¿Cuánto nos cuesta informar y estar informados? es la pregunta que se planteó en el
II Seminario Internacional en Caracas.
En medio de mi llegada a Caracas, y de la adaptación que eso significa, hice un alto de un día para conversar sobre algo que me parece cada día más crucial.
¿Por qué muchos
países no funcionan? ¿Por qué el sistema financiero de los mundos desarrollados ha entrado en crisis? En ambos casos un factor es la información. Muchos gobiernos hacen lo que quieren a escondidas, y se ríen cuando alguien pregunta. Los
yuppies de
Wall Street y los
políticos de los Estados Unidos causaron una crisis al crear instrumentos imposibles de entender. Fueron prácticamente diseñados para ocultar los riesgos involucrados.
¿Por qué unos pocos se hacen ricos rápidamente? Información privilegiada es una expresión que surge en algunos juicios sonados en algunos países. Pero también los procedimientos parecen diseñados para requerir un equipo de abogados y administradores.
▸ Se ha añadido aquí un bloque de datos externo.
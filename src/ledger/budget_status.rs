use serde::{Deserialize, Serialize};

/// How far the average daily spend has used up the daily limit.
#[derive(Debug, Clone, Copy, PartialEq, Eq, Serialize, Deserialize)]
pub enum BudgetTier {
    Unset,
    Comfortable,
    OnTrack,
    Watch,
    Critical,
    Over,
}

impl BudgetTier {
    fn from_percent(percent: f64) -> Self {
        if percent > 100.0 {
            Self::Over
        } else if percent > 90.0 {
            Self::Critical
        } else if percent > 75.0 {
            Self::Watch
        } else if percent > 50.0 {
            Self::OnTrack
        } else {
            Self::Comfortable
        }
    }
}

#[derive(Debug, Clone, Copy, PartialEq, Serialize, Deserialize)]
pub struct BudgetStatus {
    pub average_daily: f64,
    pub daily_limit: f64,
    /// Uncapped usage percentage.
    pub percent_used: f64,
    pub over_budget: bool,
    pub tier: BudgetTier,
}

impl BudgetStatus {
    /// Usage for progress display, capped at 100.
    pub fn display_percent(&self) -> f64 {
        self.percent_used.min(100.0)
    }

    pub fn remaining_daily(&self) -> f64 {
        (self.daily_limit - self.average_daily).max(0.0)
    }
}

/// Compares an average daily spend against a daily limit.
pub fn budget_status(average_daily: f64, daily_limit: f64) -> BudgetStatus {
    if !daily_limit.is_finite() || daily_limit <= 0.0 {
        return BudgetStatus {
            average_daily,
            daily_limit: 0.0,
            percent_used: 0.0,
            over_budget: false,
            tier: BudgetTier::Unset,
        };
    }
    let percent_used = average_daily / daily_limit * 100.0;
    BudgetStatus {
        average_daily,
        daily_limit,
        percent_used,
        over_budget: average_daily > daily_limit,
        tier: BudgetTier::from_percent(percent_used),
    }
}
Hoy hablamos de información pública, quizás con un énfasis quizás demasiado legal, sobre todo en una sociedad donde la legalidad está secuestrada por los poderes políticos y económicos. Una cosa es el acceso formal a la información, y otra que mucha gente pueda vigilar mejor el funcionamiento del aparato público.
De las experiencias que han contado, los periodistas aparecen con frecuencia pidiendo información. Alfredo Meza (del Colegio Nacional de Periodistas) contó de cómo en México la ley de acceso a la información permitió ver la complicidad entre los medios y el gobierno del
PRI. No es suficiente con los Medios como contrapeso. Enfatizar sólo la apertura de
información publica puede aparecer como una petición
interesada, especialmente en
países como Venezuela donde los medios han tomado partido y dejado de informar.
Solo
tendrá credibilidad la iniciativa de los periodistas si dan poder real a los ciudadanos, si se exponen a sus criticas. De lo contrario solo aparece un intento de redistribuir el poder. Si los medios dejaran controlar, se ganarian al ciudadano en su lucha. Eso requiere dar capacidad de microaccion al ciudadano.
actualización: Esto lo postee con el poco Wifi, la poca bateria que quedaba en mi Palm, por lo que la redacción está fatal. Así se quedará. Vuelta a la tesis.
actualización2: Agregué unas oraciones al parrafo final, que se me cortarón al postear desde la Palm.